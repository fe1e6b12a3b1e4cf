//! FormRuntime — async event loop and timer orchestration for one form.
//!
//! Goals
//! - Single loop that owns the [`FormValidator`] and receives commands over an MPSC channel,
//!   so every document mutation happens on one task, one event at a time.
//! - Interpret the validator's [`Effect`]s: `Schedule` spawns a sleeping task that posts
//!   `FormEvent::Timer` back into the loop, `Cancel` aborts it.
//! - Hand out a cloneable [`FormHandle`] for hosts (CLI, tests) to drive the form.
//!
//! Cancellation is cooperative via `JoinHandle::abort()`. A timer that already posted
//! its event before being aborted is filtered out by the validator, which only honours
//! ids it still considers pending.

use std::collections::HashMap;
use std::time::Duration;

use serde::Serialize;
use tokio::{
    sync::{mpsc, oneshot},
    task::JoinHandle,
};
use tracing::{debug, error, info, warn};

use crate::effects::{Effect, FormEvent, ScheduledTask, TaskId};
use crate::errors::{FormError, Result};
use crate::field::FieldKey;
use crate::rules::ValidationReport;
use crate::state::FormValues;
use crate::validator::{FormValidator, Phase};

/// Commands sent to the runtime loop.
#[derive(Debug)]
pub enum FormCommand {
    /// Deliver a form event to the validator.
    Dispatch(FormEvent),
    /// Set a field's value as if typed and fire the input event.
    Enter { field: FieldKey, value: String },
    /// Capture the current page state.
    Snapshot { reply: oneshot::Sender<FormSnapshot> },
    /// Abort all timers and stop the loop. Dropping every handle has the same effect.
    Shutdown,
}

/// Point-in-time view of the form, taken inside the loop.
#[derive(Debug, Clone, Serialize)]
pub struct FormSnapshot {
    pub phase: Phase,
    pub values: FormValues,
    pub report: Option<ValidationReport>,
    pub alert: Option<String>,
    pub html: String,
    pub pending_timers: usize,
}

/// Cloneable handle to send commands to the [`FormRuntime`].
#[derive(Clone)]
pub struct FormHandle {
    tx: mpsc::UnboundedSender<FormCommand>,
}

impl FormHandle {
    fn send(&self, cmd: FormCommand) -> Result<()> {
        self.tx.send(cmd).map_err(|_| FormError::RuntimeClosed)
    }

    pub fn submit(&self) -> Result<()> {
        self.send(FormCommand::Dispatch(FormEvent::Submit))
    }

    pub fn reset(&self) -> Result<()> {
        self.send(FormCommand::Dispatch(FormEvent::Reset))
    }

    pub fn input(&self, field: FieldKey, value: impl Into<String>) -> Result<()> {
        self.send(FormCommand::Enter {
            field,
            value: value.into(),
        })
    }

    pub fn dispatch(&self, event: FormEvent) -> Result<()> {
        self.send(FormCommand::Dispatch(event))
    }

    /// Snapshot taken after every previously sent command has been handled.
    pub async fn snapshot(&self) -> Result<FormSnapshot> {
        let (reply, rx) = oneshot::channel();
        self.send(FormCommand::Snapshot { reply })?;
        rx.await.map_err(|_| FormError::RuntimeClosed)
    }

    pub fn shutdown(&self) -> Result<()> {
        self.send(FormCommand::Shutdown)
    }
}

/// Runtime state and control loop.
pub struct FormRuntime {
    validator: FormValidator,
    // weak, so the loop ends once every `FormHandle` is gone
    self_tx: mpsc::WeakUnboundedSender<FormCommand>,
    cmd_rx: mpsc::UnboundedReceiver<FormCommand>,
    timers: HashMap<TaskId, JoinHandle<()>>,
}

impl FormRuntime {
    /// Spawn the loop, returning a handle for issuing commands and a `JoinHandle`
    /// that yields the validator back once the loop stops.
    pub fn spawn(validator: FormValidator) -> (FormHandle, JoinHandle<FormValidator>) {
        let (tx, rx) = mpsc::unbounded_channel();
        let runtime = FormRuntime {
            validator,
            self_tx: tx.downgrade(),
            cmd_rx: rx,
            timers: HashMap::new(),
        };
        let join = tokio::spawn(runtime.run());
        (FormHandle { tx }, join)
    }

    async fn run(mut self) -> FormValidator {
        info!("Form runtime started");
        while let Some(cmd) = self.cmd_rx.recv().await {
            match cmd {
                FormCommand::Dispatch(event) => {
                    if let FormEvent::Timer(id) = event {
                        self.timers.remove(&id);
                    }
                    match self.validator.handle(event) {
                        Ok(effects) => self.apply(effects),
                        Err(e) => error!("Form event failed: {}", e),
                    }
                }
                FormCommand::Enter { field, value } => {
                    if let Err(e) = self.validator.enter_value(field, value) {
                        error!("Input on #{} failed: {}", field, e);
                    }
                }
                FormCommand::Snapshot { reply } => {
                    let _ = reply.send(self.snapshot());
                }
                FormCommand::Shutdown => {
                    warn!(
                        "Form runtime shutdown requested; aborting {} timer(s)",
                        self.timers.len()
                    );
                    break;
                }
            }
        }

        for (_, timer) in self.timers.drain() {
            timer.abort();
        }
        info!("Form runtime terminating");
        self.validator
    }

    fn apply(&mut self, effects: Vec<Effect>) {
        for effect in effects {
            match effect {
                Effect::Schedule { id, task, delay } => self.schedule(id, task, delay),
                Effect::Cancel(id) => self.cancel(id),
            }
        }
    }

    fn schedule(&mut self, id: TaskId, task: ScheduledTask, delay: Duration) {
        debug!("Scheduling {} ({}) in {:?}", task, id, delay);
        let tx = self.self_tx.clone();
        let handle = tokio::spawn(async move {
            tokio::time::sleep(delay).await;
            if let Some(tx) = tx.upgrade() {
                let _ = tx.send(FormCommand::Dispatch(FormEvent::Timer(id)));
            }
        });
        self.timers.insert(id, handle);
    }

    fn cancel(&mut self, id: TaskId) {
        if let Some(timer) = self.timers.remove(&id) {
            debug!("Cancelling timer {}", id);
            timer.abort();
        }
    }

    fn snapshot(&self) -> FormSnapshot {
        let doc = self.validator.document();
        let form = self.validator.form();
        let alert = doc
            .find_first_by_class(form, &self.validator.config().alert_class)
            .ok()
            .flatten()
            .and_then(|a| doc.text(a).ok().map(str::to_string));
        FormSnapshot {
            phase: self.validator.phase(),
            values: self.validator.values(),
            report: self.validator.last_report().cloned(),
            alert,
            html: doc.to_html(form).unwrap_or_default(),
            pending_timers: self.timers.len(),
        }
    }
}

▸ The task:
All lines above that include the word "FormSnapshot" should be located and copied.

▸ Answer to this task:
    Snapshot { reply: oneshot::Sender<FormSnapshot> },
pub struct FormSnapshot {
    pub async fn snapshot(&self) -> Result<FormSnapshot> {
    fn snapshot(&self) -> FormSnapshot {
        FormSnapshot {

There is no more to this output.